# SNP signature

* Assumption: a set of alleles from an MLST scheme which has already been aligned with clustalo.

## Get only a kmer which happens to overlap a SNP

In [72]:
from Bio import AlignIO
from Bio.Seq import Seq
from Bio.Seq import reverse_complement
import pandas as pd
import math

class MLSTSchemeKmerSNP:
    kmer_size = 21
    
    def __init__(self, input_file):
        self._input_file = input_file
        
        (kmer_table, snp_table) = self._build_tables(input_file)
        
        self._kmer_table = kmer_table
        self._snp_table = snp_table

    def _canonical_kmer(self, kmer):
        kmer_upper = kmer.upper()
        kmer_rc = reverse_complement(kmer_upper)
        if kmer_upper < kmer_rc:
            return kmer_upper
        else:
            return kmer_rc

    def _check_freq(self, str):
        freqcy = {}
        min_v=1000
        min_char = None
        for c in set(str):
           freqcy[c] = str.count(c)
           if freqcy[c] < min_v:
               min_v = freqcy[c]
               min_char = c
        return (freqcy, min_char)
    
    def _build_tables(self, input_file):
        
        align = AlignIO.read(input_file, 'fasta')

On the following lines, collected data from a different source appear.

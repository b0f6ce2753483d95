//! Configuration for the dayline pipeline.
//!
//! Configuration sources (highest priority first):
//! 1. Environment variables (DAYLINE_HOME)
//! 2. Config file (`$DAYLINE_HOME/config.yaml`)
//! 3. Defaults (~/.dayline)
//!
//! Every policy constant of the pipeline (batch target, staleness, gap
//! tolerance, coverage threshold, window length, day-boundary offset,
//! retry policy, retention) lives here rather than in code. The defaults
//! are reasonable, not load-bearing.

use std::path::{Path, PathBuf};

use anyhow::{Context, Result};
use serde::{Deserialize, Serialize};

use crate::categories::Category;
use crate::providers::retry::RetryPolicy;

/// Resolved pipeline configuration.
#[derive(Debug, Clone, Serialize, Deserialize)]
pub struct Config {
    /// Data directory (database, credentials, lock file)
    #[serde(default = "default_home")]
    pub home: PathBuf,

    /// Directory the capture collaborator writes chunk files into
    #[serde(default)]
    pub recordings_dir: Option<PathBuf>,

    #[serde(default)]
    pub batching: BatchingConfig,

    #[serde(default)]
    pub provider: ProviderConfig,

    #[serde(default)]
    pub transcription: TranscriptionConfig,

    #[serde(default)]
    pub consolidation: ConsolidationConfig,

    #[serde(default)]
    pub retry: RetryPolicy,

    #[serde(default)]
    pub retention: RetentionConfig,

    /// User-defined category list; empty means the built-in set
    #[serde(default)]
    pub categories: Vec<Category>,
}

impl Default for Config {
    fn default() -> Self {
        Self {
            home: default_home(),
            recordings_dir: None,
            batching: BatchingConfig::default(),
            provider: ProviderConfig::default(),
            transcription: TranscriptionConfig::default(),
            consolidation: ConsolidationConfig::default(),
            retry: RetryPolicy::default(),
            retention: RetentionConfig::default(),
            categories: Vec::new(),
        }
    }
}

impl Config {
    /// Load configuration, preferring an explicit path, then
    /// `$DAYLINE_HOME/config.yaml`, then defaults.
    pub fn load(explicit: Option<&Path>) -> Result<Self> {
        let path = match explicit {
            Some(p) => Some(p.to_path_buf()),
            None => {
                let candidate = default_home().join("config.yaml");
                candidate.exists().then_some(candidate)
            }
        };

        let mut config = match path {
            Some(path) => {
                let content = std::fs::read_to_string(&path)
                    .with_context(|| format!("failed to read config file: {}", path.display()))?;
                serde_yaml::from_str::<Config>(&content)
                    .with_context(|| format!("failed to parse config file: {}", path.display()))?
            }
            None => Config::default(),
        };

        if let Ok(home) = std::env::var("DAYLINE_HOME") {
            if !home.trim().is_empty() {
                config.home = PathBuf::from(home);
            }
        }

        Ok(config)
    }

    /// Path to the SQLite database file.
    pub fn db_path(&self) -> PathBuf {
        self.home.join("dayline.db")
    }

    /// Directory the capture collaborator writes into.
    pub fn recordings_dir(&self) -> PathBuf {
        self.recordings_dir
            .clone()
            .unwrap_or_else(|| self.home.join("recordings"))
    }
}

fn default_home() -> PathBuf {
    dirs::home_dir()
        .unwrap_or_else(|| PathBuf::from("."))
        .join(".dayline")
}

/// Batch Builder policy.
#[derive(Debug, Clone, Serialize, Deserialize)]
pub struct BatchingConfig {
    /// How often the builder scans for ready segments (seconds)
    #[serde(default = "default_batch_tick")]
    pub tick_secs: u64,

    /// Target accumulated duration before a batch is cut (seconds)
    #[serde(default = "default_target_batch")]
    pub target_batch_secs: u64,

    /// Age of the oldest unbatched segment that forces a partial flush
    #[serde(default = "default_staleness")]
    pub staleness_secs: u64,

    /// Largest timestamp gap still merged into the same batch (seconds)
    #[serde(default = "default_gap_tolerance")]
    pub gap_tolerance_secs: u64,

    /// Nominal chunk length written by the capture collaborator (seconds)
    #[serde(default = "default_chunk")]
    pub chunk_secs: u64,
}

fn default_batch_tick() -> u64 {
    60
}
fn default_target_batch() -> u64 {
    900
}
fn default_staleness() -> u64 {
    1800
}
fn default_gap_tolerance() -> u64 {
    120
}
fn default_chunk() -> u64 {
    15
}

impl Default for BatchingConfig {
    fn default() -> Self {
        Self {
            tick_secs: default_batch_tick(),
            target_batch_secs: default_target_batch(),
            staleness_secs: default_staleness(),
            gap_tolerance_secs: default_gap_tolerance(),
            chunk_secs: default_chunk(),
        }
    }
}

/// Which backend implements the provider contract.
#[derive(Debug, Clone, Copy, PartialEq, Eq, Serialize, Deserialize)]
#[serde(rename_all = "snake_case")]
pub enum BackendKind {
    /// Single combined HTTP call per operation
    Cloud,

    /// Local engine, many small calls per batch
    Local,
}

impl Default for BackendKind {
    fn default() -> Self {
        Self::Cloud
    }
}

/// Provider backend selection and endpoints.
#[derive(Debug, Clone, Serialize, Deserialize)]
pub struct ProviderConfig {
    #[serde(default)]
    pub backend: BackendKind,

    /// Model identifier passed through to the backend
    #[serde(default = "default_model")]
    pub model: String,

    /// Base URL for the cloud backend
    #[serde(default = "default_endpoint")]
    pub endpoint: String,

    /// Credential key for the cloud backend
    #[serde(default = "default_credential_key")]
    pub credential_key: String,

    /// Engine binary for the local backend
    #[serde(default = "default_engine_binary")]
    pub engine_binary: String,

    /// Per-call timeout (seconds)
    #[serde(default = "default_call_timeout")]
    pub call_timeout_secs: u64,
}

fn default_model() -> String {
    "flash-2".to_string()
}
fn default_endpoint() -> String {
    "https://api.dayline.dev/v1".to_string()
}
fn default_credential_key() -> String {
    "cloud".to_string()
}
fn default_engine_binary() -> String {
    "dayline-engine".to_string()
}
fn default_call_timeout() -> u64 {
    120
}

impl Default for ProviderConfig {
    fn default() -> Self {
        Self {
            backend: BackendKind::default(),
            model: default_model(),
            endpoint: default_endpoint(),
            credential_key: default_credential_key(),
            engine_binary: default_engine_binary(),
            call_timeout_secs: default_call_timeout(),
        }
    }
}

/// Transcription output acceptance policy.
#[derive(Debug, Clone, Serialize, Deserialize)]
pub struct TranscriptionConfig {
    /// Minimum fraction of the batch span the observation union must cover
    #[serde(default = "default_min_coverage")]
    pub min_coverage: f64,
}

fn default_min_coverage() -> f64 {
    0.8
}

impl Default for TranscriptionConfig {
    fn default() -> Self {
        Self {
            min_coverage: default_min_coverage(),
        }
    }
}

/// Window Consolidator policy.
#[derive(Debug, Clone, Serialize, Deserialize)]
pub struct ConsolidationConfig {
    /// Trailing window length (seconds)
    #[serde(default = "default_window")]
    pub window_secs: u64,

    /// Slack past `now` allowed for in-progress activity (seconds)
    #[serde(default = "default_slack")]
    pub slack_secs: u64,

    /// Hour offset of the logical day boundary from midnight
    #[serde(default = "default_day_start_hour")]
    pub day_start_hour: u32,
}

fn default_window() -> u64 {
    3600
}
fn default_slack() -> u64 {
    300
}
fn default_day_start_hour() -> u32 {
    4
}

impl Default for ConsolidationConfig {
    fn default() -> Self {
        Self {
            window_secs: default_window(),
            slack_secs: default_slack(),
            day_start_hour: default_day_start_hour(),
        }
    }
}

/// Storage retention and reclaim policy.
#[derive(Debug, Clone, Serialize, Deserialize)]
pub struct RetentionConfig {
    /// How long segment rows and chunk files are kept (seconds)
    #[serde(default = "default_segment_ttl")]
    pub segment_ttl_secs: u64,

    /// How often the retention sweep runs (seconds)
    #[serde(default = "default_sweep_interval")]
    pub sweep_interval_secs: u64,

    /// A `processing` batch older than this is reclaimed to `pending`
    #[serde(default = "default_stale_processing")]
    pub stale_processing_secs: u64,
}

fn default_segment_ttl() -> u64 {
    3 * 24 * 3600
}
fn default_sweep_interval() -> u64 {
    3600
}
fn default_stale_processing() -> u64 {
    600
}

impl Default for RetentionConfig {
    fn default() -> Self {
        Self {
            segment_ttl_secs: default_segment_ttl(),
            sweep_interval_secs: default_sweep_interval(),
            stale_processing_secs: default_stale_processing(),
        }
    }
}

        # Stores table like {'allele': set(kmers)}
        table_of_kmers = {}

        # Stores table like {'allele': set(position_snp)}
        snp_table = {}

        for i in range(align.get_alignment_length()):
            col_align = align[:, i:(i+1)]
            col = align[:, i]
            (cf, min_char) = self._check_freq(col)

            # If a SNP (e.g., more than one different nucleotide)
            if len(cf) > 1:
                for ca in col_align:
                    snp_table.setdefault(ca.id, set()).add(f"{i}_{str(ca.seq)}")
                left_edge = max(0, i - math.floor(kmer_size/2))
                right_edge = left_edge + kmer_size
                if right_edge > align.get_alignment_length():
                    right_edge = align.get_alignment_length()
                    left_edge = right_edge - kmer_size

                kmer_slice = align[:, left_edge:right_edge]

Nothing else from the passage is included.